Using Text Analytics to Reveal Collusion in the Classroom

A large data project happened in an abstract way for Kingland a while back.

Just off the corner of the Iowa State University campus, Professor Dr. Brad Shrader was involved in a conversation with team members from Kingland and other ISU faculty regarding research projects. His team was working on two seminal projects - a collusion study involving numerous interviews, and a governance research project involving the organization of data from 10,000 research papers.

When Shrader referenced the amount of time this project could take, Kingland Chief Strategy Officer Tony Brownlee's eyes widened as he gave a nod to CEO David Kingland and said, "I think we can help." Brownlee shared how Kingland was using Text Analytics software to automatically and quickly discover specific words or data sets.

The company has used its AI prowess to process and update the Text Analytics mining of data from approximately 27,000 securities and more than 5 million cumulative data points, with an accuracy rate above 99 percent.

The Project
Shrader was interested in Latent Dirichlet Allocation (LDA). LDA is a Text Analytics technique that can determine or select sets of words and place them in a specific topic, matching specific words with topics. For example, let's say you have 10 topics spread throughout 50 documents, and the analysis puts the corresponding phrases or words in each bucket or topic. Going further, the technique can inform you how strongly each document pertains to the prescribed topic. For the collusion project, Shrader wanted to discover the underlying themes from the text of 26 student interviews.

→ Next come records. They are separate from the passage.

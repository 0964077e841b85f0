//! Unified data extraction from any engine output.
//!
//! One pipeline for both engine families: DOM facts first, then the
//! requested format outputs built concurrently over the shared cleaned
//! HTML. Failures wrap as `ExtractError` with the offending step and are
//! not retried.

pub mod dom;
pub mod html_filter;
pub mod markdown;
pub mod screenshot;

use chrono::{DateTime, Utc};
use serde::{Deserialize, Serialize};
use serde_json::Value;
use std::collections::BTreeMap;
use std::sync::Arc;
use tracing::warn;
use url::Url;

use crate::artifacts::ArtifactStore;
use crate::engine::EngineOutput;
use crate::error::ExtractError;
use crate::llm::{LlmExtractor, TokenUsage};
use crate::types::{OutputFormat, ScrapeOptions};

pub use dom::DomSummary;

/// LLM accounting attached to a document when the json format ran.
#[derive(Debug, Clone, Serialize, Deserialize)]
pub struct LlmUsageSummary {
    pub tokens: TokenUsage,
    pub chunks: usize,
    pub cost: f64,
}

/// The single record produced for one page.
#[derive(Debug, Clone, Serialize, Deserialize)]
pub struct ExtractedDocument {
    pub url: String,
    pub title: String,
    pub status: u16,
    pub metadata: BTreeMap<String, String>,
    #[serde(rename = "rawHtml", skip_serializing_if = "Option::is_none")]
    pub raw_html: Option<String>,
    #[serde(skip_serializing_if = "Option::is_none")]
    pub html: Option<String>,
    #[serde(skip_serializing_if = "Option::is_none")]
    pub markdown: Option<String>,
    #[serde(skip_serializing_if = "Option::is_none")]
    pub text: Option<String>,
    /// Artifact token for the stored screenshot.
    #[serde(skip_serializing_if = "Option::is_none")]
    pub screenshot: Option<String>,
    #[serde(skip_serializing_if = "Option::is_none")]
    pub json: Option<Value>,
    #[serde(skip_serializing_if = "Option::is_none")]
    pub llm_usage: Option<LlmUsageSummary>,
    /// Links discovered on the page (consumed by the crawl frontier).
    #[serde(skip)]
    pub discovered_links: Vec<String>,
    pub timestamp: DateTime<Utc>,
}

/// Builds [`ExtractedDocument`]s from engine outputs.
pub struct Extractor {
    llm: Option<Arc<LlmExtractor>>,
    artifacts: Arc<ArtifactStore>,
}

impl Extractor {
    #[must_use]
    pub fn new(llm: Option<Arc<LlmExtractor>>, artifacts: Arc<ArtifactStore>) -> Self {
        Self { llm, artifacts }
    }

    /// Run the pipeline for one page.
    ///
    /// `job_id` keys stored artifacts. Runs even for non-2xx responses so
    /// failure payloads carry whatever the origin returned.
    pub async fn extract(
        &self,
        output: &EngineOutput,
        options: &ScrapeOptions,
        job_id: &str,
    ) -> Result<ExtractedDocument, ExtractError> {
        let raw_html = output.html().to_string();
        let summary = dom::summarize(&raw_html);

        let base = resolve_base(&output.final_url, summary.base_href.as_deref())
            .map_err(|e| ExtractError::new("base_url", e))?;

        let formats = &options.formats;
        let wants = |f: OutputFormat| formats.contains(&f);

        // Shared intermediate: cleaned HTML feeds both html and markdown.
        let needs_clean = wants(OutputFormat::Html) || wants(OutputFormat::Markdown);
        let cleaned = if needs_clean {
            Some(html_filter::clean_html(
                &raw_html,
                &options.include_tags,
                &options.exclude_tags,
                &base,
            )?)
        } else {
            None
        };

        let markdown_out = if wants(OutputFormat::Markdown) || options.wants_json_extraction() {
            Some(markdown::to_markdown(cleaned.as_deref().unwrap_or(&raw_html))?)
        } else {
            None
        };

        let text_out = if wants(OutputFormat::Text) { Some(dom::to_text(&raw_html)) } else { None };

        // The async formats (screenshot, json) run concurrently.
        let (screenshot_out, json_out) = tokio::try_join!(
            self.screenshot_task(output, options, job_id),
            self.json_task(options, markdown_out.as_deref()),
        )?;

        let (json, llm_usage) = match json_out {
            Some(outcome) => (
                Some(outcome.data),
                Some(LlmUsageSummary {
                    tokens: outcome.tokens,
                    chunks: outcome.chunks,
                    cost: outcome.cost,
                }),
            ),
            None => (None, None),
        };

        Ok(ExtractedDocument {
            url: output.final_url.clone(),
            title: summary.title,
            status: output.status,
            metadata: summary.metadata,
            raw_html: wants(OutputFormat::RawHtml).then_some(raw_html),
            html: cleaned.filter(|_| wants(OutputFormat::Html)),
            markdown: markdown_out.filter(|_| wants(OutputFormat::Markdown)),
            text: text_out,
            screenshot: screenshot_out,
            json,
            llm_usage,
            discovered_links: summary.links,
            timestamp: Utc::now(),
        })
    }

    async fn screenshot_task(
        &self,
        output: &EngineOutput,
        options: &ScrapeOptions,
        job_id: &str,
    ) -> Result<Option<String>, ExtractError> {
        let full_page = options.formats.contains(&OutputFormat::ScreenshotFullPage);
        let requested = full_page || options.formats.contains(&OutputFormat::Screenshot);
        if !requested {
            return Ok(None);
        }

        let Some(page) = output.page() else {
            warn!(url = %output.final_url, "screenshot requested on static engine, skipping");
            return Ok(None);
        };

        let bytes = screenshot::capture(page, full_page)
            .await
            .map_err(|e| ExtractError::with_source("screenshot", e))?;

        let token = self
            .artifacts
            .store(job_id, "jpeg", &bytes)
            .await
            .map_err(|e| ExtractError::with_source("screenshot_store", e))?;
        Ok(Some(token))
    }

    async fn json_task(
        &self,
        options: &ScrapeOptions,
        markdown: Option<&str>,
    ) -> Result<Option<crate::llm::ExtractionOutcome>, ExtractError> {
        let Some(json_options) = options.json_options.as_ref() else {
            return Ok(None);
        };
        if !options.formats.contains(&OutputFormat::Json) {
            return Ok(None);
        }

        let llm = self.llm.as_ref().ok_or_else(|| {
            ExtractError::new("json", "json extraction requested but no model is configured")
        })?;
        let content = markdown.unwrap_or_default();

        let outcome = llm
            .extract(content, json_options, None)
            .await
            .map_err(|e| ExtractError::new("json", format!("{e}")).with_kind(e.kind()))?;
        Ok(Some(outcome))
    }
}

fn resolve_base(final_url: &str, base_href: Option<&str>) -> Result<Url, String> {
    let page_url = Url::parse(final_url).map_err(|e| format!("invalid final URL: {e}"))?;
    match base_href {
        Some(href) => page_url.join(href).map_err(|e| format!("invalid base href: {e}")),
        None => Ok(page_url),
    }
}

The biggest hurdle faced by Shrader was his team's ability to extract and analyze unstructured data.

"Individuals have to go through and pull out sections of text," he said. The average person can read a 400-page document in seven hours, but the person's retention of information within such a document would certainly be questionable. Add thousands of documents and it's easy to see this is "very labor intensive, and we'd also have to assemble the information to our liking, which could take months or longer."

Tack onto that, Kingland had to decipher the differences in language between the colluders and non-colluders and agree on a number of topics. This is difficult because the topic structure is unknown. The algorithm must accurately observe the documents and words and infer topics from the words it discovers.

As the algorithm inspects the documents, it needs to intuitively discover if the topics appear as if they're coherent. This is based more on probability than on an explicit identification.

Fortunately, for Shrader and Kingland, the team determined the most relevant words that were exclusive to five topics. The algorithm correctly identified who had and hadn't colluded by parsing out and compartmentalizing phrases into the selected topics. And what did Shrader discover?

The Findings

He said one of the big findings has to do with teams. Whether it's in academia or in business, "there is a dark side. You have to be careful when creating them. There's potential for teams to become confused and not do their own work when they're supposed to." He added that perhaps - in business and in academia - we're creating a context that fosters cheating.

As for Kyle Hansen, a lead engineer on the AI team at Kingland, the business of topic modeling is still relatively new. He said there's potential for topic modeling being used in the retail space, for example. He explained that retailers could use this topic modeling technique to help clients understand if a customer is speaking about a specific company promotion, pulling text from social media posts that relate to the company's targeted promotion. And for other industries such as finance, it's a way to classify documents from annual reports to a 10-K, 10-Q and more.

With the more than 2.5 quintillion bytes of data created each day, Hansen believes discovering abstract topics from this sea of information is the key to discovering hidden semantic structures and building technology that can accurately connect and discern words with similar and multiple meanings.